Selon quelles logiques la politique culturelle française fonctionne-t-elle ? Comment les formes de son action devraient-elles être adaptées au contexte contemporain ?
L’intervention publique en matière culturelle est soumise aux mouvements de la mondialisation, de la conjoncture économique et de l’alternance politique, mais également aux mutations sociales, industrielles et technologiques qui ne manquent pas d’affecter les modalités de création, de diffusion et de consommation des œuvres. Autant dire qu’il s’agit d’une question complexe, qui appelle des réponses adaptées à un monde qui évolue rapidement et emprunte des directions échappant en partie au contrôle de l’autorité publique.
Professeur à l’université Paris XIII, Françoise Benhamou consacre à ce sujet son dernier essai, qui s’inscrit dans une démarche de synthèse. L’économiste y souligne à quel point la politique culturelle paraît aujourd’hui traversée par des objectifs contradictoires, parfois difficiles à faire tenir ensemble. L’essentiel de sa réflexion, qui n’embrasse pas tout le champ de l’action publique dans le domaine culturel mais s’articule autour de quelques enjeux centraux, montre qu’il est nécessaire d’opérer des arbitrages entre un certain nombre de buts à atteindre, dont la mise en tension pose régulièrement problème, tout en envisageant des pistes de réformes à mettre en place dans l’avenir.
L’articulation entre l’échelle globale, nationale et locale constitue actuellement l’un des aspects décisifs de la politique culturelle. Selon Françoise Benhamou, « tandis que la référence à une exception française demeure au cœur de la politique culturelle, les cartes sont rebattues au niveau international comme au niveau des relations entre le ministère de la Culture et les acteurs locaux de l’intervention publique ».

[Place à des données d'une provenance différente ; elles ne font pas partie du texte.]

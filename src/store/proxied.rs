use async_trait::async_trait;
use std::time::Duration;
use tokio::sync::{mpsc, oneshot};

use super::{AccountSnapshot, Store, DEFAULT_QUOTE};
use crate::exchange::ExchangeError;
use crate::models::{Order, Position};
use crate::worker::ExchangeRequest;

/// Account adapter proxying every exchange call to the exchange worker over
/// its request channel and blocking on the paired response.
///
/// Each round trip carries an explicit deadline: an unreachable or wedged
/// worker surfaces as a failure to the caller instead of hanging the
/// strategy engine forever.
pub struct ProxiedStore {
    request_tx: mpsc::Sender<ExchangeRequest>,
    quote: String,
    timeout: Duration,
    snapshot: AccountSnapshot,
}

impl ProxiedStore {
    pub const DEFAULT_TIMEOUT: Duration = Duration::from_secs(5);

    pub fn new(request_tx: mpsc::Sender<ExchangeRequest>) -> Self {
        Self::with_timeout(request_tx, Self::DEFAULT_TIMEOUT)
    }

    pub fn with_timeout(request_tx: mpsc::Sender<ExchangeRequest>, timeout: Duration) -> Self {
        Self {
            request_tx,
            quote: DEFAULT_QUOTE.to_string(),
            timeout,
            snapshot: AccountSnapshot::default(),
        }
    }

    async fn round_trip<T>(
        &self,
        build: impl FnOnce(oneshot::Sender<Result<T, ExchangeError>>) -> ExchangeRequest,
    ) -> Result<T, ExchangeError> {
        let (respond, response_rx) = oneshot::channel();

        self.request_tx
            .send(build(respond))
            .await
            .map_err(|_| ExchangeError::WorkerUnavailable)?;

        match tokio::time::timeout(self.timeout, response_rx).await {
            Err(_) => Err(ExchangeError::WorkerTimeout),
            // worker dropped the responder mid-request (shutdown)
            Ok(Err(_)) => Err(ExchangeError::WorkerUnavailable),
            Ok(Ok(result)) => result,
        }
    }
}

#[async_trait]
impl Store for ProxiedStore {
    fn get_cash(&self) -> f64 {
        self.snapshot.cash
    }

    fn get_value(&self) -> f64 {
        self.snapshot.value
    }

    fn get_positions(&self) -> Vec<Position> {
        self.snapshot.positions.clone()
    }

    async fn create_order(&mut self, order: &mut Order) -> Result<(), ExchangeError> {
        if order.size == 0.0 {
            return Ok(());
        }

        let request = order.request();
        let exchange_id = self
            .round_trip(|respond| ExchangeRequest::CreateOrder { request, respond })
            .await?;
        order.exchange_id = Some(exchange_id);
        Ok(())
    }

    async fn cancel_order(&mut self, order: &Order) -> Result<(), ExchangeError> {
        let Some(exchange_id) = order.exchange_id.clone() else {
            return Ok(());
        };
        let symbol = order.symbol.clone();

        self.round_trip(|respond| ExchangeRequest::CancelOrder {
            exchange_id,
            symbol,
            respond,
        })
        .await
    }

    async fn refresh_account_state(&mut self) -> Result<(), ExchangeError> {
        let balance = self
            .round_trip(|respond| ExchangeRequest::RefreshAccount { respond })
            .await?;
        self.snapshot = AccountSnapshot::from_spot_balance(&balance, &self.quote);
        Ok(())
    }
}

La politique européenne en faveur de la culture est marquée par la faiblesse de son budgetD’un point de vue international, le retour de la notion d’« exception culturelle », longtemps relayé au second plan au profit de celle de « diversité culturelle », est observé sous l’égide d’Aurélie Filippetti à partir de 2013. À l’heure où sont entamées les négociations entourant le TTIP (Traité de libre-échange transatlantique)(1) , à propos duquel le Gouvernement français est intervenu afin d’exclure de ce cadre les services audiovisuels, la thématique de l’ « exception » est apparue comme un moyen de défendre la production culturelle nationale et européenne face aux géants d’Internet et à la toute-puissance américaine. En dehors de ce traité en cours d’élaboration, la politique européenne en faveur de la culture est marquée par la faiblesse de son budget(2) et par une fiscalité parfois inadaptée(3) .

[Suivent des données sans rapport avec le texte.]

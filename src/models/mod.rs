use chrono::{DateTime, Duration, DurationRound, Utc};
use serde::{Deserialize, Serialize};
use uuid::Uuid;

/// One OHLCV bar for a fixed time bucket
///
/// `time` is normalized UTC; within one stream candles are strictly
/// increasing in time with no duplicates.
#[derive(Debug, Clone, PartialEq, Serialize, Deserialize)]
pub struct Candle {
    pub time: DateTime<Utc>,
    pub open: f64,
    pub high: f64,
    pub low: f64,
    pub close: f64,
    pub volume: f64,
}

/// Bucket size a feed operates at, in minutes
#[derive(Debug, Clone, Copy, PartialEq, Eq, Serialize, Deserialize)]
pub enum Timeframe {
    OneMinute = 1,
    FiveMinute = 5,
    FifteenMinute = 15,
    ThirtyMinute = 30,
    OneHour = 60,
    FourHour = 240,
    OneDay = 1440,
}

impl Timeframe {
    pub fn minutes(self) -> i64 {
        self as i64
    }

    pub fn duration(self) -> Duration {
        Duration::minutes(self.minutes())
    }

    /// Exchange interval string ("1m", "5m", ...)
    pub fn as_interval(self) -> &'static str {
        match self {
            Timeframe::OneMinute => "1m",
            Timeframe::FiveMinute => "5m",
            Timeframe::FifteenMinute => "15m",
            Timeframe::ThirtyMinute => "30m",
            Timeframe::OneHour => "1h",
            Timeframe::FourHour => "4h",
            Timeframe::OneDay => "1d",
        }
    }

    pub fn parse(s: &str) -> Option<Timeframe> {
        match s {
            "1m" => Some(Timeframe::OneMinute),
            "5m" => Some(Timeframe::FiveMinute),
            "15m" => Some(Timeframe::FifteenMinute),
            "30m" => Some(Timeframe::ThirtyMinute),
            "1h" | "60m" => Some(Timeframe::OneHour),
            "4h" => Some(Timeframe::FourHour),
            "1d" => Some(Timeframe::OneDay),
            _ => None,
        }
    }
}

impl std::fmt::Display for Timeframe {
    fn fmt(&self, f: &mut std::fmt::Formatter<'_>) -> std::fmt::Result {
        f.write_str(self.as_interval())
    }
}

/// Aggregate raw minute candles into larger timeframe buckets
///
/// Input must be sorted by time. Each bucket takes the first open, max high,
/// min low, last close and summed volume, stamped with the bucket start.
pub fn aggregate(candles: &[Candle], timeframe: Timeframe) -> Vec<Candle> {
    let mut out: Vec<Candle> = Vec::new();

    for candle in candles {
        let bucket = candle
            .time
            .duration_trunc(timeframe.duration())
            .expect("timeframe durations divide a day");

        match out.last_mut() {
            Some(last) if last.time == bucket => {
                last.high = last.high.max(candle.high);
                last.low = last.low.min(candle.low);
                last.close = candle.close;
                last.volume += candle.volume;
            }
            _ => out.push(Candle {
                time: bucket,
                ..candle.clone()
            }),
        }
    }

    out
}

#[derive(Debug, Clone, Copy, PartialEq, Eq, Serialize, Deserialize)]
pub enum OrderSide {
    Buy,
    Sell,
}

impl OrderSide {
    pub fn as_str(self) -> &'static str {
        match self {
            OrderSide::Buy => "buy",
            OrderSide::Sell => "sell",
        }
    }
}

/// Order lifecycle: Created -> Submitted -> (Rejected | Accepted) -> [Canceled]
#[derive(Debug, Clone, Copy, PartialEq, Eq, Serialize, Deserialize)]
pub enum OrderStatus {
    Created,
    Submitted,
    Accepted,
    Rejected,
    Canceled,
}

/// An order owned by the broker
///
/// Notifications carry clones of this, so consumers never see (or mutate)
/// broker-internal state.
#[derive(Debug, Clone, PartialEq, Serialize, Deserialize)]
pub struct Order {
    pub id: Uuid,
    pub symbol: String,
    pub side: OrderSide,
    pub size: f64,
    pub limit_price: Option<f64>,
    pub status: OrderStatus,
    /// Id assigned by the exchange once the order is placed
    pub exchange_id: Option<String>,
    pub created_at: DateTime<Utc>,
}

impl Order {
    pub fn new(symbol: &str, side: OrderSide, size: f64, limit_price: Option<f64>) -> Self {
        Self {
            id: Uuid::new_v4(),
            symbol: symbol.to_string(),
            side,
            size,
            limit_price,
            status: OrderStatus::Created,
            exchange_id: None,
            created_at: Utc::now(),
        }
    }

    pub fn request(&self) -> OrderRequest {
        OrderRequest {
            symbol: self.symbol.clone(),
            side: self.side,
            size: self.size,
            limit_price: self.limit_price,
        }
    }
}

/// Side+size wire form of an order, general enough for spot (buy/sell size)
/// and margin (signed units) exchanges
#[derive(Debug, Clone, PartialEq, Serialize, Deserialize)]
pub struct OrderRequest {
    pub symbol: String,
    pub side: OrderSide,
    pub size: f64,
    pub limit_price: Option<f64>,
}

/// Holding in one asset, recomputed wholesale on each account refresh
#[derive(Debug, Clone, PartialEq, Serialize, Deserialize)]
pub struct Position {
    pub symbol: String,
    pub size: f64,
}

/// Per-asset balance entry from the exchange
#[derive(Debug, Clone, Copy, PartialEq, Default, Serialize, Deserialize)]
pub struct AssetBalance {
    pub free: f64,
    pub total: f64,
}

/// One account snapshot as returned by the exchange
#[derive(Debug, Clone, PartialEq, Default, Serialize, Deserialize)]
pub struct Balance {
    pub assets: std::collections::HashMap<String, AssetBalance>,
}

impl Balance {
    pub fn get(&self, asset: &str) -> AssetBalance {
        self.assets.get(asset).copied().unwrap_or_default()
    }
}

/// Trading signal produced by a strategy
#[derive(Debug, Clone, Copy, PartialEq, Eq, Serialize, Deserialize)]
pub enum Signal {
    Buy,
    Sell,
    Hold,
}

L’irruption du numérique, qui bouleverse aussi bien les pratiques des consommateurs que les modèles économiques, tend à remettre en cause les catégories antérieurement établies et « questionne l’organisation de la politique culturelle qui repose encore aujourd’hui sur une architecture en silos », c’est-à-dire sur une séparation entre les différents domaines d’intervention culturels. Face au poids des géants du numérique, le ministère de la Culture est amené à coopérer avec d’autres ministères afin de définir une politique plus globale qui intègre notamment les problématiques relatives aux données personnelles, aux pratiques d’optimisation fiscale, aux situations de monopoles et de concurrence déloyale.

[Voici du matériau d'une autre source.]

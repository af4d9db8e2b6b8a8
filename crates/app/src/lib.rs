use std::path::{Path, PathBuf};
use std::sync::Arc;

use anyhow::Result;
use clap::{ArgAction, Args, Parser, Subcommand};
use tracing::{info, warn};
use tracing_subscriber::prelude::*;

use genvid_core::admission::{AdmissionController, AdmissionPolicy};
use genvid_core::config::{config_path, data_dir, initialize_data_dir, AppConfig};
use genvid_core::engine::{GenerationParams, WorkerSampler};
use genvid_core::executor::JobExecutor;
use genvid_core::logging::{self, FileSinkPlan, LoggingInitOptions, DEFAULT_LOG_FILTER};
use genvid_core::server::{app_router, AppState};
use genvid_core::store::ClaimStore;

#[derive(Parser)]
#[command(
    name = "genvid",
    about = "HTTP front end for long-running video generation jobs",
    args_conflicts_with_subcommands = true
)]
struct Cli {
    #[command(subcommand)]
    command: Option<Commands>,

    #[arg(
        short = 'v',
        long = "verbose",
        action = ArgAction::Count,
        global = true,
        help = "Increase log verbosity (-v: debug, -vv: trace)"
    )]
    verbose: u8,

    #[arg(
        long = "log-filter",
        value_name = "FILTER",
        global = true,
        help = "Explicit tracing filter (overrides RUST_LOG and -v)"
    )]
    log_filter: Option<String>,

    #[arg(long, global = true)]
    data_dir: Option<PathBuf>,

    #[arg(
        long,
        global = true,
        value_name = "DIR",
        help = "Model weights directory (overrides config and MODEL_BASE)"
    )]
    model_base: Option<PathBuf>,

    #[arg(short, long)]
    port: Option<u16>,

    #[arg(long)]
    host: Option<String>,
}

#[derive(Subcommand)]
enum Commands {
    Generate(GenerateArgs),
}

#[derive(Args)]
struct GenerateArgs {
    #[arg(help = "Text prompt describing the video to generate")]
    prompt: String,
    #[arg(
        short = 'o',
        long,
        value_name = "DIR",
        help = "Where to write the generated video (defaults to the configured results dir)"
    )]
    output_dir: Option<PathBuf>,
    #[arg(long, help = "Fixed seed for reproducible sampling")]
    seed: Option<i64>,
    #[arg(long, value_name = "PIXELS")]
    width: Option<u32>,
    #[arg(long, value_name = "PIXELS")]
    height: Option<u32>,
    #[arg(long, value_name = "FRAMES", help = "Number of frames to sample")]
    video_length: Option<u32>,
    #[arg(long, value_name = "COUNT", help = "Denoising steps for the run")]
    steps: Option<u32>,
    #[arg(long, value_name = "SCALE")]
    guidance_scale: Option<f64>,
    #[arg(long, value_name = "SHIFT")]
    flow_shift: Option<f64>,
    #[arg(long, value_name = "TEXT", help = "Content to steer sampling away from")]
    negative_prompt: Option<String>,
}

pub async fn run_from_env() -> Result<()> {
    let cli = Cli::parse();
    let resolved_data_dir = data_dir(cli.data_dir.as_deref());

    init_logging(
        resolved_data_dir.as_path(),
        cli.verbose,
        cli.log_filter.as_deref(),
    );
    log_startup_metadata(command_name(&cli.command), resolved_data_dir.as_path());

    match cli.command {
        Some(Commands::Generate(args)) => {
            run_generate(args, cli.model_base, resolved_data_dir).await
        }
        None => run_server(cli.port, cli.host, cli.model_base, resolved_data_dir).await,
    }
}

fn command_name(command: &Option<Commands>) -> &'static str {
    match command {
        Some(Commands::Generate(_)) => "generate",
        None => "server",
    }
}

#[cfg(test)]
fn select_log_filter(
    noise_base: &str,
    rust_log_env: Option<&str>,
    verbose: u8,
    cli_log_filter: Option<&str>,
) -> String {
    let options = LoggingInitOptions {
        data_dir: None,
        verbose,
        cli_log_filter: cli_log_filter.map(ToString::to_string),
        rust_log_env: rust_log_env.map(ToString::to_string),
        default_log_filter: DEFAULT_LOG_FILTER.to_string(),
        noise_filter: noise_base.to_string(),
        include_noise_filter_when_implicit: true,
        retention_files: logging::DEFAULT_LOG_RETENTION_FILES,
    };

    logging::select_log_filter(&options)
}

fn init_logging(data_dir: &Path, verbose: u8, cli_log_filter: Option<&str>) {
    let init_options = LoggingInitOptions {
        data_dir: Some(data_dir.to_path_buf()),
        verbose,
        cli_log_filter: cli_log_filter.map(ToString::to_string),
        rust_log_env: std::env::var("RUST_LOG").ok(),
        ..Default::default()
    };
    let init_plan = logging::compose_logging_init_plan(&init_options);
    let console_filter = init_plan.filters.console_filter;
    let file_filter = init_plan.filters.file_filter;

    match init_plan.file_sink {
        FileSinkPlan::Ready(ready) => {
            let console_env_filter = parse_env_filter_with_fallback(&console_filter, "console");
            let file_env_filter = parse_env_filter_with_fallback(&file_filter, "file");

            let subscriber = tracing_subscriber::registry()
                .with(
                    tracing_subscriber::fmt::layer()
                        .with_writer(std::io::stderr)
                        .with_filter(console_env_filter),
                )
                .with(
                    tracing_subscriber::fmt::layer()
                        .with_ansi(false)
                        .with_writer(ready.appender)
                        .with_filter(file_env_filter),
                );

            if let Err(error) = tracing::subscriber::set_global_default(subscriber) {
                eprintln!(
                    "Failed to initialize tracing subscriber: {error}. Continuing without structured tracing."
                );
            }
        }
        FileSinkPlan::Fallback(fallback) => {
            let attempted_log_dir = fallback
                .attempted_log_dir
                .as_ref()
                .map(|path| path.display().to_string())
                .unwrap_or_else(|| "<none>".to_string());
            let reason = fallback.reason;

            let console_env_filter = parse_env_filter_with_fallback(&console_filter, "console");
            let subscriber = tracing_subscriber::registry().with(
                tracing_subscriber::fmt::layer()
                    .with_writer(std::io::stderr)
                    .with_filter(console_env_filter),
            );

            if let Err(error) = tracing::subscriber::set_global_default(subscriber) {
                eprintln!(
                    "Failed to initialize tracing subscriber: {error}. Continuing without structured tracing."
                );
                return;
            }

            eprintln!(
                "Warning: persistent file logging unavailable (path: {attempted_log_dir}; reason: {reason}). Continuing with console-only logging."
            );
            warn!(
                attempted_log_dir = %attempted_log_dir,
                reason = %reason,
                "Persistent file logging unavailable; continuing with console-only logging"
            );
        }
    }
}

fn parse_env_filter_with_fallback(filter: &str, sink_name: &str) -> tracing_subscriber::EnvFilter {
    tracing_subscriber::EnvFilter::try_new(filter).unwrap_or_else(|error| {
        eprintln!(
            "Invalid {sink_name} log filter '{filter}': {error}. Falling back to '{DEFAULT_LOG_FILTER}'."
        );
        tracing_subscriber::EnvFilter::new(DEFAULT_LOG_FILTER)
    })
}

fn log_startup_metadata(command: &'static str, data_dir: &Path) {
    let cfg_path = config_path(data_dir);
    info!(
        command,
        pid = std::process::id(),
        data_dir = %data_dir.display(),
        config_path = %cfg_path.display(),
        "Runtime startup metadata"
    );
}

fn load_config(data_dir: &Path) -> AppConfig {
    let cfg_path = config_path(data_dir);
    let mut config = match AppConfig::load_from_path(&cfg_path) {
        Ok(config) => config,
        Err(err) => {
            warn!(error = %err, "Failed to load config file, using defaults");
            AppConfig::default()
        }
    };
    config.apply_env_overrides();
    config
}

fn apply_cli_overrides(
    config: &mut AppConfig,
    port: Option<u16>,
    host: Option<&str>,
    model_base: Option<&Path>,
) {
    if let Some(port) = port {
        config.server.port = port;
    }
    if let Some(host) = host {
        config.server.host = host.to_string();
    }
    if let Some(model_base) = model_base {
        config.engine.model_base = model_base.to_path_buf();
    }
}

async fn run_server(
    port_override: Option<u16>,
    host_override: Option<String>,
    model_base_override: Option<PathBuf>,
    data_dir: PathBuf,
) -> Result<()> {
    if let Err(e) = initialize_data_dir(&data_dir) {
        warn!(error = %e, "Failed to initialize data directory");
    }
    let mut config = load_config(&data_dir);
    apply_cli_overrides(
        &mut config,
        port_override,
        host_override.as_deref(),
        model_base_override.as_deref(),
    );

    let state = AppState::from_config(&config)?;
    let app = app_router(state);

    let addr = format!("{}:{}", config.server.host, config.server.port);
    info!(%addr, "Starting genvid server");

    let listener = tokio::net::TcpListener::bind(&addr).await?;
    axum::serve(listener, app).await?;
    Ok(())
}

async fn run_generate(
    args: GenerateArgs,
    model_base_override: Option<PathBuf>,
    data_dir: PathBuf,
) -> Result<()> {
    let mut config = load_config(&data_dir);
    apply_cli_overrides(&mut config, None, None, model_base_override.as_deref());

    let results_dir = args
        .output_dir
        .clone()
        .unwrap_or_else(|| config.paths.results_dir.clone());
    let params = generation_params_from_args(&args);

    // One-shot runs keep admission local to the process; nothing is shared
    // with a running server.
    let store = ClaimStore::in_memory(config.store.claim_ttl());
    let admission = Arc::new(AdmissionController::new(
        store,
        AdmissionPolicy::from_config(&config.store),
    ));
    let sampler = Arc::new(WorkerSampler::new(&config.engine)?);
    let executor = JobExecutor::new(admission, sampler, results_dir);

    info!(prompt = %params.prompt, "Starting one-shot generation");
    let result = executor.run_generation(&params).await?;
    info!(
        video_path = %result.video_path.display(),
        seed = result.seed,
        "Generation complete"
    );
    // Logs go to stderr; the artifact path on stdout is the scriptable result.
    println!("{}", result.video_path.display());
    Ok(())
}

fn generation_params_from_args(args: &GenerateArgs) -> GenerationParams {
    let mut params = GenerationParams::new(args.prompt.clone());
    if let Some(width) = args.width {
        params.width = width;
    }
    if let Some(height) = args.height {
        params.height = height;
    }
    if let Some(video_length) = args.video_length {
        params.video_length = video_length;
    }
    if let Some(steps) = args.steps {
        params.num_inference_steps = steps;
    }
    if let Some(guidance_scale) = args.guidance_scale {
        params.guidance_scale = guidance_scale;
    }
    if let Some(flow_shift) = args.flow_shift {
        params.flow_shift = flow_shift;
    }
    params.seed = args.seed;
    params.negative_prompt = args.negative_prompt.clone();
    params
}


#[cfg(test)]
mod cli_override_tests {
    use super::*;

    #[test]
    fn cli_overrides_replace_config_values() {
        let mut config = AppConfig::default();
        apply_cli_overrides(
            &mut config,
            Some(8080),
            Some("127.0.0.1"),
            Some(Path::new("/weights")),
        );

        assert_eq!(config.server.port, 8080);
        assert_eq!(config.server.host, "127.0.0.1");
        assert_eq!(config.engine.model_base, Path::new("/weights"));
    }

    #[test]
    fn absent_cli_overrides_keep_config_values() {
        let mut config = AppConfig::default();
        let original = config.clone();

        apply_cli_overrides(&mut config, None, None, None);
        assert_eq!(config, original);
    }
}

À l’heure actuelle, les autres difficultés rencontrées par la politique culturelle tiennent largement à la confrontation de l’action publique à un ensemble de paradoxes : il s’agit d’accompagner le mouvement de transition vers le numérique sans pour autant abandonner le monde physique ; de continuer à soutenir la création et à aider les acteurs de la culture, tout en évitant l’éparpillement des aides et en recentrant les soutiens publics ; d’œuvrer en faveur de la démocratisation culturelle et de la diversité, dans un contexte où l’industrialisation du secteur et les technologies numériques tendent à favoriser les phénomènes de vedettariat ; d’équilibrer la gestion d’objectifs à court terme avec la nécessité d’obtenir des résultats sur le temps long. À l’arrivée, l’impression qui domine est celle d’être face à la quadrature du cercle, à un problème aux multiples facettes, auquel il paraît particulièrement épineux d’apporter des réponses durables et efficaces.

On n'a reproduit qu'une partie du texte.